Class Act!

Time Management

Class: It's About Time!: Managing Your Time Effectively
Where: www.smartplanet.com (in the "Career & Business" section)
Cost: $19.95, but you get one complimentary class when you sign up for free membership at SmartPlanet.
Duration: about 40 minutes

It's panic time, right? "I'm late on this contract proposal, I have a million things to do, the phone won't stop ringing, and I'm going to pull my hair out." If this is you, SmartPlanet.com's time-management course might help.

As a card-carrying procrastinator, I was the poster child for misusing time. I would get bogged down in the tiny details of my daily duties and postpone the big, important ones--precisely because they were really big and important and therefore seemed insurmountable. In short, I was the perfect test case for a class like this: If it could modify my habits, it could help anyone.

Because books, college extension courses and seminars overflow with time-management advice, I didn't know whether SmartPlanet would offer anything new: It does. The class is broken up into 13 sections, each designed to tackle the causes and effects of time waste. The final section even has nifty printable organization lists (to-do list, master list, task-tracking sheet, etc.)

The course begins with a self-assessment quiz to determine how well you manage time (I rated a whopping 30 out of a possible 100). Learning my problem areas was good, as was discovering the causes. For example, I realized I suffered from a lack of planning. Most likely cause? I'd been successful without planning, so I subconsciously decided to launch projects without adequate preparation. The course showed me how to change that.

Other workshops might advise, "Make a calendar," but this course shows how to prioritize tasks, break big projects into smaller ones and plot them on a calendar. It even advised how to choose the right calendar: Is it big enough? Can I carry it around? I found this helpful as a writer who faces deadlines daily.

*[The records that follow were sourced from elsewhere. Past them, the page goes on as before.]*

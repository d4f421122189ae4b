//! 实体监督器（EntitySupervisor）
//!
//! 独占持有一个已加载实体，串行化针对它的全部命令执行：
//! - 无界 FIFO 邮箱 + 单消费者工作任务，同一实体的命令严格按提交顺序执行，
//!   命令体内的 I/O 挂起只推迟、不重排后续命令；
//! - 乐观版本检查在任何副作用之前完成；
//! - 一条命令产生的事件以 committed+1.. 连续编号，整批一次调用事件汇持久化；
//! - 持久化成功后推进已提交版本并清空缓冲，失败则原样向调用方传播。
//!
//! 失败后的状态分歧（内存状态领先于持久历史）通过"污染闩锁"显式处理：
//! 一旦发生未落盘的状态变更，监督器拒绝后续所有命令，要求重新构建。
//!
use crate::command::Command;
use crate::domain_event::EventEnvelope;
use crate::entity::{Entity, EntityCell};
use crate::error::{DomainError, DomainResult};
use crate::identity::Identity;
use crate::persist::{EnvelopeStream, EventSink};
use crate::value_object::Version;
use futures_util::StreamExt;
use std::sync::Arc;
use tokio::sync::{mpsc, oneshot};

enum SupervisorMsg<E>
where
    E: Entity,
{
    Rehydrate {
        stream: EnvelopeStream<E::Event>,
        ack: oneshot::Sender<DomainResult<()>>,
    },
    Execute {
        command: Box<dyn Command<E>>,
        ack: oneshot::Sender<DomainResult<Vec<EventEnvelope<E::Event>>>>,
    },
}

/// 监督器句柄：可廉价克隆；全部句柄释放后工作任务自行退出
pub struct EntitySupervisor<E>
where
    E: Entity,
{
    tx: mpsc::UnboundedSender<SupervisorMsg<E>>,
}

impl<E> Clone for EntitySupervisor<E>
where
    E: Entity,
{
    fn clone(&self) -> Self {
        Self {
            tx: self.tx.clone(),
        }
    }
}

impl<E> EntitySupervisor<E>
where
    E: Entity,
{
    /// 启动监督器，已提交版本从 0 开始
    pub fn start(sink: Arc<dyn EventSink<E::Event>>, instance: EntityCell<E>, id: Identity) -> Self {
        Self::start_at(sink, instance, id, Version::new())
    }

    /// 以给定的已提交版本启动（恢复场景）
    pub fn start_at(
        sink: Arc<dyn EventSink<E::Event>>,
        instance: EntityCell<E>,
        id: Identity,
        version: Version,
    ) -> Self {
        let (tx, rx) = mpsc::unbounded_channel();
        let worker = SupervisorWorker {
            sink,
            instance,
            id,
            version,
            rehydrated: false,
            tainted: None,
        };
        tokio::spawn(worker.run(rx));
        Self { tx }
    }

    /// 消费历史信封流并回放到实体
    ///
    /// 必须在任何命令被接受之前完成；只允许调用一次，不可恢复续传。
    pub async fn rehydrate(&self, stream: EnvelopeStream<E::Event>) -> DomainResult<()> {
        let (ack, rx) = oneshot::channel();
        if self
            .tx
            .send(SupervisorMsg::Rehydrate { stream, ack })
            .is_err()
        {
            return Err(DomainError::supervisor("worker stopped"));
        }
        rx.await
            .map_err(|_| DomainError::supervisor("worker dropped the rehydrate ack"))?
    }

    /// 同步入队一条命令，返回结算回执的接收端
    ///
    /// 入队顺序即执行顺序；队列无界，背压由集成方自行规划。
    pub fn submit(
        &self,
        command: Box<dyn Command<E>>,
    ) -> oneshot::Receiver<DomainResult<Vec<EventEnvelope<E::Event>>>> {
        let (ack, rx) = oneshot::channel();
        if let Err(mpsc::error::SendError(msg)) =
            self.tx.send(SupervisorMsg::Execute { command, ack })
        {
            if let SupervisorMsg::Execute { ack, .. } = msg {
                let _ = ack.send(Err(DomainError::supervisor("worker stopped")));
            }
        }
        rx
    }

    /// 入队一条命令并等待其完整结算（持久化成功或失败）
    pub async fn run_command(
        &self,
        command: Box<dyn Command<E>>,
    ) -> DomainResult<Vec<EventEnvelope<E::Event>>> {
        self.submit(command)
            .await
            .map_err(|_| DomainError::supervisor("worker dropped the command ack"))?
    }
}

struct SupervisorWorker<E>
where
    E: Entity,
{
    sink: Arc<dyn EventSink<E::Event>>,
    instance: EntityCell<E>,
    id: Identity,
    version: Version,
    rehydrated: bool,
    tainted: Option<String>,
}

impl<E> SupervisorWorker<E>
where
    E: Entity,
{
    async fn run(mut self, mut rx: mpsc::UnboundedReceiver<SupervisorMsg<E>>) {
        while let Some(msg) = rx.recv().await {
            match msg {
                SupervisorMsg::Rehydrate { stream, ack } => {
                    let _ = ack.send(self.rehydrate(stream).await);
                }
                SupervisorMsg::Execute { command, ack } => {
                    let _ = ack.send(self.execute(command).await);
                }
            }
        }
    }

    async fn rehydrate(&mut self, mut stream: EnvelopeStream<E::Event>) -> DomainResult<()> {
        if self.rehydrated {
            return Err(DomainError::invalid_state("rehydration may run only once"));
        }
        self.rehydrated = true;

        while let Some(envelope) = stream.next().await {
            let envelope = envelope?;
            self.instance.replay(&envelope.payload)?;
            self.version = envelope.version;
        }
        Ok(())
    }

    async fn execute(
        &mut self,
        command: Box<dyn Command<E>>,
    ) -> DomainResult<Vec<EventEnvelope<E::Event>>> {
        if let Some(reason) = &self.tainted {
            return Err(DomainError::invalid_state(format!(
                "entity state diverged from persisted history ({reason}); rebuild the instance"
            )));
        }

        // 版本检查先于命令体的任何副作用
        if let Some(expected) = command.expected_version() {
            if expected != self.version {
                return Err(DomainError::VersionConflict {
                    expected: expected.value(),
                    actual: self.version.value(),
                });
            }
        }

        if let Err(err) = command.execute(&mut self.instance).await {
            // 命令失败却已发射事件，或事件应用本身失败：
            // 内存状态可能领先于持久历史，封存该实例
            if self.instance.has_pending() || matches!(err, DomainError::EventHandling { .. }) {
                self.tainted = Some(err.to_string());
            }
            return Err(err);
        }

        let metadata = command.metadata();
        let envelopes: Vec<EventEnvelope<E::Event>> = self
            .instance
            .pending_events()
            .into_iter()
            .enumerate()
            .map(|(offset, event)| {
                EventEnvelope::new(
                    event,
                    self.id.clone(),
                    self.version.advance(offset + 1),
                    metadata.clone(),
                )
            })
            .collect();

        // 未发射任何事件的命令不触碰事件汇，也不推进版本
        if envelopes.is_empty() {
            return Ok(envelopes);
        }

        if let Err(err) = self.sink.persist(envelopes.clone()).await {
            self.tainted = Some(err.to_string());
            return Err(err);
        }

        self.version = self.version.advance(envelopes.len());
        self.instance.clear_pending();
        Ok(envelopes)
    }
}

Because the course is relatively short, it was manageable and easy to fit into an already-packed schedule. At points, however, it felt more like a good PowerPoint presentation than a class. But the format seemed to fit the subject matter--after all, I was studying time management, not quantum physics. And I found the exercises particularly helpful--they forced me to take a specific problem I was facing and break it down using steps I'd been taught. In this area, you'll get out of it as much as you put in.

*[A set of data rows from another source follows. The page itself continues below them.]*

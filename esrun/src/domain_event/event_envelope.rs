use crate::domain_event::{DomainEvent, Metadata};
use crate::identity::Identity;
use crate::value_object::Version;
use chrono::{DateTime, Utc};
use serde::{Deserialize, Serialize};
use uuid::Uuid;

/// 事件信封：事件载荷加上持久化所需的元信息
///
/// `version` 是该事件在其实体全序中的 1 起始序号，严格递增且连续；
/// `origin` 为产生该事件的实体标识。信封一经构造即不可变。
#[derive(Debug, Clone, PartialEq, Serialize, Deserialize)]
#[serde(bound = "")]
pub struct EventEnvelope<E>
where
    E: DomainEvent,
{
    pub event_id: Uuid,
    pub payload: E,
    pub origin: Identity,
    pub version: Version,
    pub metadata: Metadata,
    pub occurred_at: DateTime<Utc>,
}

impl<E> EventEnvelope<E>
where
    E: DomainEvent,
{
    pub fn new(payload: E, origin: Identity, version: Version, metadata: Metadata) -> Self {
        Self {
            event_id: Uuid::new_v4(),
            payload,
            origin,
            version,
            metadata,
            occurred_at: Utc::now(),
        }
    }
}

Dealing with distractions was one area of the class I found lacking. It advised "closing your door" to keep voices, co-workers and fax-machine noise at bay. This won't help cubicle dwellers or those who share a single, tight space.

Still, the class will be valuable to inveterate procrastinators and people who overextend themselves (like me) who stare at the clock at the end of the day wondering where the time went. One of my favorite sections tells you how to say no to more work: "Guilt is not fatal," it reads, "and you'll become more comfortable saying no with practice."

Overall, this class is a good value; its length isn't intimidating, and the cost won't break the bank.